## Exercise
Below are some entries; state how many of their lines include the word "failed" and give no more than that number.
────
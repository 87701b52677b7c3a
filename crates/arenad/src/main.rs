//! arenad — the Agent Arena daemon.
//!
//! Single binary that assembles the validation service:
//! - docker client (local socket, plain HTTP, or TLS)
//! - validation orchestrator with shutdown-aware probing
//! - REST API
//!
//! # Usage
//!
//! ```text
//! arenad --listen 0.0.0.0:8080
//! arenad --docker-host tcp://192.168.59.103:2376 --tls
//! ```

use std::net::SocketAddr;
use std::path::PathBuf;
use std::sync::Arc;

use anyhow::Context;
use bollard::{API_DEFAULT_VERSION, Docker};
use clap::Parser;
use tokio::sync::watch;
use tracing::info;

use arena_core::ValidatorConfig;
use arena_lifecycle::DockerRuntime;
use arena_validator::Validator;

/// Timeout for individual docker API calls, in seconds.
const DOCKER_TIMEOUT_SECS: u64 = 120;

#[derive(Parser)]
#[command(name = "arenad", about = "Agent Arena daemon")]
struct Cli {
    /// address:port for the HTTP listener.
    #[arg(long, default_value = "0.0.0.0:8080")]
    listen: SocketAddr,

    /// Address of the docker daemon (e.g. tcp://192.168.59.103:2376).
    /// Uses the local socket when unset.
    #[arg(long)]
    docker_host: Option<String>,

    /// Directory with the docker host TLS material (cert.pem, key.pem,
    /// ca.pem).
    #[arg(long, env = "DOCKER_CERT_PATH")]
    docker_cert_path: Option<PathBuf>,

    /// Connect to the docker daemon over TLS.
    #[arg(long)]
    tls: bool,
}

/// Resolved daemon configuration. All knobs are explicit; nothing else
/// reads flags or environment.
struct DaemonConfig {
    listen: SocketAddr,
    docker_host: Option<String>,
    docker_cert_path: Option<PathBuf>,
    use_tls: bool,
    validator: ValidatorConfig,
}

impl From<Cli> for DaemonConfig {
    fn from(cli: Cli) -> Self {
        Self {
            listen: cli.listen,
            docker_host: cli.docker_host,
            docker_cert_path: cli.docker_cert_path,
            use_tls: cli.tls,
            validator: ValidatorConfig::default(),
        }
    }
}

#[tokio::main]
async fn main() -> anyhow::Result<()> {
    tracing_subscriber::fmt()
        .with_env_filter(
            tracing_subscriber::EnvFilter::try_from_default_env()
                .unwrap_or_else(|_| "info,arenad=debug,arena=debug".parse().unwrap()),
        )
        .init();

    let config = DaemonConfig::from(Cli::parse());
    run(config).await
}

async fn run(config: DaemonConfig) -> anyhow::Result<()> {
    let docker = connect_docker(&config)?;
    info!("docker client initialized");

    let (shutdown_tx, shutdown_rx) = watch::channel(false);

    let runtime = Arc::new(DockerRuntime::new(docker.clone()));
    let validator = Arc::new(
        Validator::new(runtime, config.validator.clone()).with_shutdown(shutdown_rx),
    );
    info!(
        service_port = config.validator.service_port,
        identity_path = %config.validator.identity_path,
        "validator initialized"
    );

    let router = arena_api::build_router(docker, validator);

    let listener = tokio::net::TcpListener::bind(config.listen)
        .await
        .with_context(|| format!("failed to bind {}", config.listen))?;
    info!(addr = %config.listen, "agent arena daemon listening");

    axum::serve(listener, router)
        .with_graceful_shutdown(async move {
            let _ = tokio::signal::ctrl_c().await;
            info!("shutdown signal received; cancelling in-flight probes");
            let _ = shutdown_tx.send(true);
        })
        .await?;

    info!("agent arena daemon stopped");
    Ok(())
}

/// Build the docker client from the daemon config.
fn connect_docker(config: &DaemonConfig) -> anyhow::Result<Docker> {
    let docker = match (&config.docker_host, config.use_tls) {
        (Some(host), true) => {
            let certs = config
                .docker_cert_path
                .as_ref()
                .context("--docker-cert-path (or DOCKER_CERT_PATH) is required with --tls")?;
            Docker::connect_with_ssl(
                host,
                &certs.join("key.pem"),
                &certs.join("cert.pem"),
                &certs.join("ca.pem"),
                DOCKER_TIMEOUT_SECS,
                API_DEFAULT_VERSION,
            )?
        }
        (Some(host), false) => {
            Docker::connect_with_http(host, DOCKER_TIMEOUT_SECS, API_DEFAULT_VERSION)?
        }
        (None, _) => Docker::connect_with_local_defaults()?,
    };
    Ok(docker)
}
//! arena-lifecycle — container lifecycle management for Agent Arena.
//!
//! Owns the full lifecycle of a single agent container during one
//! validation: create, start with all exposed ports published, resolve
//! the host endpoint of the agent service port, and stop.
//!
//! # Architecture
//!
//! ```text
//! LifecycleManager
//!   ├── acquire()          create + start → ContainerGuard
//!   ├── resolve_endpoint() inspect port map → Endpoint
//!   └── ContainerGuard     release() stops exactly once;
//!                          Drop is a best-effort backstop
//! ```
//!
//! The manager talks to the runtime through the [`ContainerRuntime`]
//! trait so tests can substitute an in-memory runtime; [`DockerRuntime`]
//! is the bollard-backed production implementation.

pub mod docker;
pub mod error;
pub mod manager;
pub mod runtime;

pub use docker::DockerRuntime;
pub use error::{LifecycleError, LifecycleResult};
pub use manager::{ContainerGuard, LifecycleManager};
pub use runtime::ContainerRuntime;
────
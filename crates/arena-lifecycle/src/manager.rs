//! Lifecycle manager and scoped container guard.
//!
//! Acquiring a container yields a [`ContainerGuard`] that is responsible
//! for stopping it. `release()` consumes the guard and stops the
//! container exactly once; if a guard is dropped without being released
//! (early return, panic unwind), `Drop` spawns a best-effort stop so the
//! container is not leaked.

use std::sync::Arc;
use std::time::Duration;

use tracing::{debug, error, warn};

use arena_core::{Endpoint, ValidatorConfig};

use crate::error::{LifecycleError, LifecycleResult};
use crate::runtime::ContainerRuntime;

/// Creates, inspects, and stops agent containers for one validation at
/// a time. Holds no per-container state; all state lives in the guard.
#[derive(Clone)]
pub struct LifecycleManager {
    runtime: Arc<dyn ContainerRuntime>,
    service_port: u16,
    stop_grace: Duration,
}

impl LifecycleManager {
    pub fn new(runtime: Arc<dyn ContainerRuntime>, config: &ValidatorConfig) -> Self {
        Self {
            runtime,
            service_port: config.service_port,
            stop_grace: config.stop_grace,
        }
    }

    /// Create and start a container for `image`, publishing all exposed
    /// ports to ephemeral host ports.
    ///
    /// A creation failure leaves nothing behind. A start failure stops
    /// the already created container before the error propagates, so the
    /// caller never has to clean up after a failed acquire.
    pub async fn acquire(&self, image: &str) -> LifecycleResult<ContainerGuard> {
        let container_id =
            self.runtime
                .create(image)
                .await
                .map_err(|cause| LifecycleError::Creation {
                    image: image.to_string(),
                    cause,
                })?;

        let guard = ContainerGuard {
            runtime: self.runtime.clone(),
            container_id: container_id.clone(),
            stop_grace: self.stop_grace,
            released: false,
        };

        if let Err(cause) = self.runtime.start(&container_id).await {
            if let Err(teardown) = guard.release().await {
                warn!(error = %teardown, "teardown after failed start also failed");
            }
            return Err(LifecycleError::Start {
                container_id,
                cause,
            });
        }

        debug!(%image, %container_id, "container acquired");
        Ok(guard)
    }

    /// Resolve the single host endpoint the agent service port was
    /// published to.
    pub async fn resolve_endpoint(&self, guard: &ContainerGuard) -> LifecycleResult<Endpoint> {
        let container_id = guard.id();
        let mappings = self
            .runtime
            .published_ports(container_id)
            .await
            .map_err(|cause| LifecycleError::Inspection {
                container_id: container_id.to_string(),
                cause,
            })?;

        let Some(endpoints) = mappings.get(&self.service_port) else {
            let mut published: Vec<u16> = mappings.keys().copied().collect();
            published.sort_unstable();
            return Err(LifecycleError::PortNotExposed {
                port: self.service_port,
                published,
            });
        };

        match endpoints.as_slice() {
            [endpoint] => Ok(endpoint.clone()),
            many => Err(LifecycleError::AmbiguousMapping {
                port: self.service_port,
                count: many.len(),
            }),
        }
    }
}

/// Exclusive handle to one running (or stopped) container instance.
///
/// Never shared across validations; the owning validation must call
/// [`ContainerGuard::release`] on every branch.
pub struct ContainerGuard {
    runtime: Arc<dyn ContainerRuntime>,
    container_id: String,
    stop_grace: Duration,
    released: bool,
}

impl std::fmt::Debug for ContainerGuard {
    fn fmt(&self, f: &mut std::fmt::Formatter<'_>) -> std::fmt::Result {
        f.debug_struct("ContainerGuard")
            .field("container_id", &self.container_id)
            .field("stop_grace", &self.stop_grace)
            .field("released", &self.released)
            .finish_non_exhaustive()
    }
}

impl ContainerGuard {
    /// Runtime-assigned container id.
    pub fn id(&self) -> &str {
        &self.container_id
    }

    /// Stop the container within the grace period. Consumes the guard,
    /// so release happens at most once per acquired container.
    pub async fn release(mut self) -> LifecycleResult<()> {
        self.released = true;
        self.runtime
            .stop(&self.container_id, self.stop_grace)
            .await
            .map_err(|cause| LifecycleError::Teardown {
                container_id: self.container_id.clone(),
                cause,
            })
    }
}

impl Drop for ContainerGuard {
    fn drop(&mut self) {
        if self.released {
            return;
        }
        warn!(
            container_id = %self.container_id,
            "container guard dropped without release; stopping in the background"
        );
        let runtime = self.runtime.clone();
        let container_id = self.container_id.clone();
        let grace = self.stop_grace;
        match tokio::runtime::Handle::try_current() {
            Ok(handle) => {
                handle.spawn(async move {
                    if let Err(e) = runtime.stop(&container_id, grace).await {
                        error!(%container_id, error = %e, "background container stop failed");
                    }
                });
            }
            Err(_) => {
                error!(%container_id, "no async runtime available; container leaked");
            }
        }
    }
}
────
## Answer to this task
4